EXERCISE:
For the string "full", find every matching line in the records and copy it.

Items listed in a dataset:
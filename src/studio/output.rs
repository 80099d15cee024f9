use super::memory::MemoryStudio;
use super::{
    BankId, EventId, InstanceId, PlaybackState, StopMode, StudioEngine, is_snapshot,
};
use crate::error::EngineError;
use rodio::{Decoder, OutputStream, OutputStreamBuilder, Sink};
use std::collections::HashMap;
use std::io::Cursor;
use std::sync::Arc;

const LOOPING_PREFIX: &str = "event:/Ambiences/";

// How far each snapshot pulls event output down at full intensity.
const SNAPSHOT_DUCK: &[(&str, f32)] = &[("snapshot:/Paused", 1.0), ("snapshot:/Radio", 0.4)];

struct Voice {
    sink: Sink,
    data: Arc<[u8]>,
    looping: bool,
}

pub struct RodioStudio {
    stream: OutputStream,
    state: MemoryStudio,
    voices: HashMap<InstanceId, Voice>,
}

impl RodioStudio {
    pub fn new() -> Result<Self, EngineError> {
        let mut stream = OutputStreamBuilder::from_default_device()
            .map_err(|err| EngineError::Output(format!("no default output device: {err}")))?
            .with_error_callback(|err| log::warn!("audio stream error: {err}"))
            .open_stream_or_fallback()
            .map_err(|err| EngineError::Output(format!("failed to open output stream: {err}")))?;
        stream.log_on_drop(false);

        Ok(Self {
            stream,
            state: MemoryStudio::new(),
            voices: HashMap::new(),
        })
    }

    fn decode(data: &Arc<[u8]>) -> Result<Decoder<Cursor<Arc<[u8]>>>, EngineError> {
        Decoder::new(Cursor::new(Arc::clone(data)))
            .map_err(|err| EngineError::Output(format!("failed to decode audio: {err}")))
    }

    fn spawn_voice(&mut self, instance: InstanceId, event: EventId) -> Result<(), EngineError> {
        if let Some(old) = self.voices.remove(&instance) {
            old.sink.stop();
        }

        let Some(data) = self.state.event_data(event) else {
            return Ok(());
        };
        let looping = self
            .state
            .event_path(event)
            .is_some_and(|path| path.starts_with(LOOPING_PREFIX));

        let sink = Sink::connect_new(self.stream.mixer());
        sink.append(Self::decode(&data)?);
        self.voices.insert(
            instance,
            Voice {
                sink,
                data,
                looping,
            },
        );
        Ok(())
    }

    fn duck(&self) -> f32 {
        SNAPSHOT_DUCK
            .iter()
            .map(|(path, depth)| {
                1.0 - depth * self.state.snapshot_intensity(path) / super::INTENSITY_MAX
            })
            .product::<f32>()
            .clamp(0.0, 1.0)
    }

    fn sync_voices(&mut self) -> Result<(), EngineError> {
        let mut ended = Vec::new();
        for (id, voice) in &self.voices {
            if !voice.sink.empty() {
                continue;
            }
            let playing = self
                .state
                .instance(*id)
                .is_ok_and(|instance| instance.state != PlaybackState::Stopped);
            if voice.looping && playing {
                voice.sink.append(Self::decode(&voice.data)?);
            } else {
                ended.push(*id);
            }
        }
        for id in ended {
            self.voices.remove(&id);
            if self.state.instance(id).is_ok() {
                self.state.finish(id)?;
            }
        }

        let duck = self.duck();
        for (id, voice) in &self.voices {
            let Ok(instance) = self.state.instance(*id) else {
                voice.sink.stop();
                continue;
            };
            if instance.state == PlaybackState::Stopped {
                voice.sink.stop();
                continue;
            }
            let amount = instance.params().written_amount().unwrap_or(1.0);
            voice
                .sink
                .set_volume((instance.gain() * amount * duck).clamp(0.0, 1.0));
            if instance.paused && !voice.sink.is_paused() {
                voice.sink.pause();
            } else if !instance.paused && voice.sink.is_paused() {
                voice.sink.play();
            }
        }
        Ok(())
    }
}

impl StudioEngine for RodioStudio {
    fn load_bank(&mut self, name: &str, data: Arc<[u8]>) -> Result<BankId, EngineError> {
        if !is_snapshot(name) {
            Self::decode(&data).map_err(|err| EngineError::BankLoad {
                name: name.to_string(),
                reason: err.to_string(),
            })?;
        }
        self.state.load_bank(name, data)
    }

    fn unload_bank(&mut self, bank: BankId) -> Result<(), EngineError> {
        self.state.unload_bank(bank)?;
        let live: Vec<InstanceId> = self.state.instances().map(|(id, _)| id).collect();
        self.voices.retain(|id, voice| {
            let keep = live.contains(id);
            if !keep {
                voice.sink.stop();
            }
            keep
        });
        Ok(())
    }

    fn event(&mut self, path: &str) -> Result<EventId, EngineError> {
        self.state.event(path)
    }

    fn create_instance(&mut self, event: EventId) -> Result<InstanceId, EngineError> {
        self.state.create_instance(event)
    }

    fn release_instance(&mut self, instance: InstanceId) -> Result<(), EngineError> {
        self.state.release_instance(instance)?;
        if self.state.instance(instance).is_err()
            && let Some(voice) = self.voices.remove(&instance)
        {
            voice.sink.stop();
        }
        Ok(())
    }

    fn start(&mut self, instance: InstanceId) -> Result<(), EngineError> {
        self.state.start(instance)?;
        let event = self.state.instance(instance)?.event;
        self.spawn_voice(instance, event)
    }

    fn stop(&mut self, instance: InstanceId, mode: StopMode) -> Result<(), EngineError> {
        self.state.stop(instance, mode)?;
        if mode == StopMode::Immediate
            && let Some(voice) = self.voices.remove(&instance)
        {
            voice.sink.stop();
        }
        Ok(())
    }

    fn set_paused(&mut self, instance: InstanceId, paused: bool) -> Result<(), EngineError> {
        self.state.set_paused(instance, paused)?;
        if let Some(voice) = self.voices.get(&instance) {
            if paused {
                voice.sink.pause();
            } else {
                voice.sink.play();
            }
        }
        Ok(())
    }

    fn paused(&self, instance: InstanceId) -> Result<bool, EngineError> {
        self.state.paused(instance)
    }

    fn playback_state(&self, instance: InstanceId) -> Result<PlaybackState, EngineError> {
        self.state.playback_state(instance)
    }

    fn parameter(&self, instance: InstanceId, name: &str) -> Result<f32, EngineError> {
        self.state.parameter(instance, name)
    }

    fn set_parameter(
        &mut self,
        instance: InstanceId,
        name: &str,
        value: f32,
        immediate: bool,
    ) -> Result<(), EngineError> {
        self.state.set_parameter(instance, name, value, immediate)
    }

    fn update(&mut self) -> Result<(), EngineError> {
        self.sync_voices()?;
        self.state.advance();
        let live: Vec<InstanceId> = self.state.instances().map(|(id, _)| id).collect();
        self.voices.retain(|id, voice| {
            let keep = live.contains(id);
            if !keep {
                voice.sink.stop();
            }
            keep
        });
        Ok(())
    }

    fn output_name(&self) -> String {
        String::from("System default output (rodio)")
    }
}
...
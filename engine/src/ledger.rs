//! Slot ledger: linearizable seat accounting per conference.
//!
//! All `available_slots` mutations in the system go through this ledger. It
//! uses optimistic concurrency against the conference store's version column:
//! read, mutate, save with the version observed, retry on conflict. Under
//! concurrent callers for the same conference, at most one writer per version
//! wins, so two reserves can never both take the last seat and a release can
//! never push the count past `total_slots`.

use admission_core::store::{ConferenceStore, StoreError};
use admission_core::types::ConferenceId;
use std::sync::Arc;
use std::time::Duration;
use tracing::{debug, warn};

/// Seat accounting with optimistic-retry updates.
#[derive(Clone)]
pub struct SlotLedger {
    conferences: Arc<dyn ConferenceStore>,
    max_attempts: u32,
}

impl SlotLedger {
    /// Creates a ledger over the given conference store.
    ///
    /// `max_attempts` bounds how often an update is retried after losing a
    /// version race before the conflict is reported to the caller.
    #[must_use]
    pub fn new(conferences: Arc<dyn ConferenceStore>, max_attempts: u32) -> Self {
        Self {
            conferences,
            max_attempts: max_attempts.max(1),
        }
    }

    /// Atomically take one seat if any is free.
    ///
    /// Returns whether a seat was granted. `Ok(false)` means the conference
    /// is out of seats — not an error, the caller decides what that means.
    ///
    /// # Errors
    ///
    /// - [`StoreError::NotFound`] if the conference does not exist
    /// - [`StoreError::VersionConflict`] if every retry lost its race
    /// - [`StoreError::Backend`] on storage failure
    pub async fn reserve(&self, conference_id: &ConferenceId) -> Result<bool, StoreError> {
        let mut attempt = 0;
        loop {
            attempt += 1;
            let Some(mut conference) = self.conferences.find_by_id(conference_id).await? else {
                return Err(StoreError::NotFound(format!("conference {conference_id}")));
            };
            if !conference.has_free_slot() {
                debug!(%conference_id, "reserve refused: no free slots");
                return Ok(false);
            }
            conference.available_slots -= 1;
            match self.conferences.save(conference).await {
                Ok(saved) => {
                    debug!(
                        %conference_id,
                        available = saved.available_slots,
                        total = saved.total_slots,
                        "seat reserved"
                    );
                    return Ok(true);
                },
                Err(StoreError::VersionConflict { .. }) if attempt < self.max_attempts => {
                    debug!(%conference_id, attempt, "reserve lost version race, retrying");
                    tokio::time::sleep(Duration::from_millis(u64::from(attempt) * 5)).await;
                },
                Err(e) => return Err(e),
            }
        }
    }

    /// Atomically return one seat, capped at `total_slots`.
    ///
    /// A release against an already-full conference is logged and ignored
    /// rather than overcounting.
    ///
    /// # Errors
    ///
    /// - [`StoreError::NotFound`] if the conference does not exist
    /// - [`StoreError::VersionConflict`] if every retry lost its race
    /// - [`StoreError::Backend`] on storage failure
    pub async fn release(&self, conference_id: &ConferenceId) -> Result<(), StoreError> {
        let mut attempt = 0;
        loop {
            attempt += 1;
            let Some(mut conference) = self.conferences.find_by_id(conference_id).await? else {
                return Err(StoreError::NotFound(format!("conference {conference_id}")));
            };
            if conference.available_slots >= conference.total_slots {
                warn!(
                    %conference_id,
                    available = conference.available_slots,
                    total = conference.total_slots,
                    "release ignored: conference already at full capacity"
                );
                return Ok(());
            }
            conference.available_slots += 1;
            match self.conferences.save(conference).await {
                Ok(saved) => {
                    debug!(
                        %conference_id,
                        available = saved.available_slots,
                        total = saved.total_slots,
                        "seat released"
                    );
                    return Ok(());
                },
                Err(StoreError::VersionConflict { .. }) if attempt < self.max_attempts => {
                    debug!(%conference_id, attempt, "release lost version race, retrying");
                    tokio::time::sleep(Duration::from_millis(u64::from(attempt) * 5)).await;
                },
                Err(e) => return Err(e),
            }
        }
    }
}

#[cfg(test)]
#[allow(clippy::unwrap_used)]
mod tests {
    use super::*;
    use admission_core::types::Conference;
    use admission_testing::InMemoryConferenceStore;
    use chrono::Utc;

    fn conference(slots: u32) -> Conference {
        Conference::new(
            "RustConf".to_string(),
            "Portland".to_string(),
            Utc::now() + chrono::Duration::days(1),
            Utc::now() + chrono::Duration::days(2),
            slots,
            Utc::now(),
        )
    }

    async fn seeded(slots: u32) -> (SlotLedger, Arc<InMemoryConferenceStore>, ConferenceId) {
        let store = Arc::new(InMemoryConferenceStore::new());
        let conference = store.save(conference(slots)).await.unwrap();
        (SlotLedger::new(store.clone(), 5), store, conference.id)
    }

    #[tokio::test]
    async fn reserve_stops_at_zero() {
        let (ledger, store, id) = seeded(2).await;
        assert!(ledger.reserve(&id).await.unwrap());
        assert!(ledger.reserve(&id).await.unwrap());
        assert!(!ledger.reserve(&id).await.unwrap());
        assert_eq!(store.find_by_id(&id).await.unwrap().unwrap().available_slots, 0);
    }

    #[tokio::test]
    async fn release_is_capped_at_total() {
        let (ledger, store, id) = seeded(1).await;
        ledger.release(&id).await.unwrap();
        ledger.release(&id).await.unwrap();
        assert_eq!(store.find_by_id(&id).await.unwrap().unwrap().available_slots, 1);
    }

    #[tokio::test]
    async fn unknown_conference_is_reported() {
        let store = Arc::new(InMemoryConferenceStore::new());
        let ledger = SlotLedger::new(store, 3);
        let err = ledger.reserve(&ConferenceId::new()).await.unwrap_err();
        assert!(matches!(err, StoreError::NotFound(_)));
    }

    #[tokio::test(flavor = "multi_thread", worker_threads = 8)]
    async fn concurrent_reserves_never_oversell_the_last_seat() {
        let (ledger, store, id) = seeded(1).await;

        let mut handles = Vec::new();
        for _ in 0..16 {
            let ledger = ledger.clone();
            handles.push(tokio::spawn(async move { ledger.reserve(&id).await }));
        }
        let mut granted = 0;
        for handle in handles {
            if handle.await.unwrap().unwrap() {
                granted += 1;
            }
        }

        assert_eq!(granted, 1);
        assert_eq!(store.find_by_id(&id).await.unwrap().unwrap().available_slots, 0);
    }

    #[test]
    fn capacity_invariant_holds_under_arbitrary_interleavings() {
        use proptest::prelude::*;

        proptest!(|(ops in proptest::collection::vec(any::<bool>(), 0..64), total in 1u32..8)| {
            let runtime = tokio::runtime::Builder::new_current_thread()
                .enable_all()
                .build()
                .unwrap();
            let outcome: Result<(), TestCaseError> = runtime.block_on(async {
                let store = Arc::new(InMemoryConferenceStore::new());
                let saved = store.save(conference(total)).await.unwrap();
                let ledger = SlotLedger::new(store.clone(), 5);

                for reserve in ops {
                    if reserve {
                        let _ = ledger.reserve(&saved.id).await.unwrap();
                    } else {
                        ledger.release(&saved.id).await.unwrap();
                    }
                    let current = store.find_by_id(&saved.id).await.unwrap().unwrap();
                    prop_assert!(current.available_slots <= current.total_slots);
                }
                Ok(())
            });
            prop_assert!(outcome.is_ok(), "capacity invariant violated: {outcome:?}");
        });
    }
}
--
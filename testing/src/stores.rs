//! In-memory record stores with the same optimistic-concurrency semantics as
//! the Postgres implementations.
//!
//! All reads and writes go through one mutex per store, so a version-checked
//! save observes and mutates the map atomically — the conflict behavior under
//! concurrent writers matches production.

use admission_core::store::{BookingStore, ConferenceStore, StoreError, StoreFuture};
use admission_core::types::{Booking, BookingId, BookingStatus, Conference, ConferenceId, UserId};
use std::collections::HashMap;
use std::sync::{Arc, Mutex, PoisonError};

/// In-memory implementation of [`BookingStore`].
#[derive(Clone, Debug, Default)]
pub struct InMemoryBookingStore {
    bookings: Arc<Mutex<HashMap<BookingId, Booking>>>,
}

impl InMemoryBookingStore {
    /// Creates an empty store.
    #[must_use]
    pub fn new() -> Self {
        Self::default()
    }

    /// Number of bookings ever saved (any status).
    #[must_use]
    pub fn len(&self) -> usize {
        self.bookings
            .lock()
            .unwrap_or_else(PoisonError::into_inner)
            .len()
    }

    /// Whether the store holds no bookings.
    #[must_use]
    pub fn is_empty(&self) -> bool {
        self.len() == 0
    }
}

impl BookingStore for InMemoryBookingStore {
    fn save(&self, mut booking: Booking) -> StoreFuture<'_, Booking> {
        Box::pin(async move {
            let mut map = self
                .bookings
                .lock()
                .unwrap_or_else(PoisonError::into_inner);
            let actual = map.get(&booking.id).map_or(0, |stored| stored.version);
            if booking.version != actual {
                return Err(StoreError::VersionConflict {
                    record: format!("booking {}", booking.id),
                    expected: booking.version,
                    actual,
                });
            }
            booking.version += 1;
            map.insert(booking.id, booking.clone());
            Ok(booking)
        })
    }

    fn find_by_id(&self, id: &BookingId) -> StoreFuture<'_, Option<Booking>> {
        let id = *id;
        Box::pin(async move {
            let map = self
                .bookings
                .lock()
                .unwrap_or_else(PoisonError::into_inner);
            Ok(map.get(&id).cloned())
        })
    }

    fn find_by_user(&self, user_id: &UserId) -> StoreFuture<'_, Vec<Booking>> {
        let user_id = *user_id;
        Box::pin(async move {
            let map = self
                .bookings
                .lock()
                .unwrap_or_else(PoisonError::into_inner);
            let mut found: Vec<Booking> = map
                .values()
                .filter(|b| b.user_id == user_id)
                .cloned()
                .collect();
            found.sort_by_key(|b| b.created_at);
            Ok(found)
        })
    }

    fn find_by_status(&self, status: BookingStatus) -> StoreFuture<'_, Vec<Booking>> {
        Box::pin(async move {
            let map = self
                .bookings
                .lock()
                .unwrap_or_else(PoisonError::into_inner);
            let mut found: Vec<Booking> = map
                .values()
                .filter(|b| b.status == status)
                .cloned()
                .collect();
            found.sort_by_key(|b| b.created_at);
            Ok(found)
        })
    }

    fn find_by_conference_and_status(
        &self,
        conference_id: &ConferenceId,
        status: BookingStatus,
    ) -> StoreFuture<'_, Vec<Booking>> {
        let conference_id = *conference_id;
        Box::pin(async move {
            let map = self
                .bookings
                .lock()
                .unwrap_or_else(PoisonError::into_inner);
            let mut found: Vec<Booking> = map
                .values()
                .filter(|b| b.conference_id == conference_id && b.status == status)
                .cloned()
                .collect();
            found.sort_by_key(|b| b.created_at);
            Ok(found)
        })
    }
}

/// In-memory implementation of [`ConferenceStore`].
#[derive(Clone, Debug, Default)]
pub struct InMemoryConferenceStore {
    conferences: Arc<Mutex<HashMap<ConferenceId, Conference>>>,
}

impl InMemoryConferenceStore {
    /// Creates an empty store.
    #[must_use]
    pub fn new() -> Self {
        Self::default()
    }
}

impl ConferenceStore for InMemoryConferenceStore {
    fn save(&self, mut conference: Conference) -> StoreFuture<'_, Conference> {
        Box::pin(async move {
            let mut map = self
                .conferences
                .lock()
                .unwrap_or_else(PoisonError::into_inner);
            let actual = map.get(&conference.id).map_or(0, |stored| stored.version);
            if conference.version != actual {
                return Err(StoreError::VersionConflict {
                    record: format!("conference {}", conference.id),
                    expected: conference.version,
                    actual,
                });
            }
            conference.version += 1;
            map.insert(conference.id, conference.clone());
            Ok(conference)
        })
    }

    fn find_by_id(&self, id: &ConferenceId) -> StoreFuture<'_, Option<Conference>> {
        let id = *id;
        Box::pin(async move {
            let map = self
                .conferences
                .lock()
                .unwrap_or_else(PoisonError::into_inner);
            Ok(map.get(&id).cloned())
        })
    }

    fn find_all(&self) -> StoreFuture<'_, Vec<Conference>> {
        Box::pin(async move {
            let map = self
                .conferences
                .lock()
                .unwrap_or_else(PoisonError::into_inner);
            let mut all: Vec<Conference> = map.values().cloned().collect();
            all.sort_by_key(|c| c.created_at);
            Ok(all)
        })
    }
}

RESPONSE TO THE TASK:
// How far each snapshot pulls event output down at full intensity.
    /// A release against an already-full conference is logged and ignored
                    "release ignored: conference already at full capacity"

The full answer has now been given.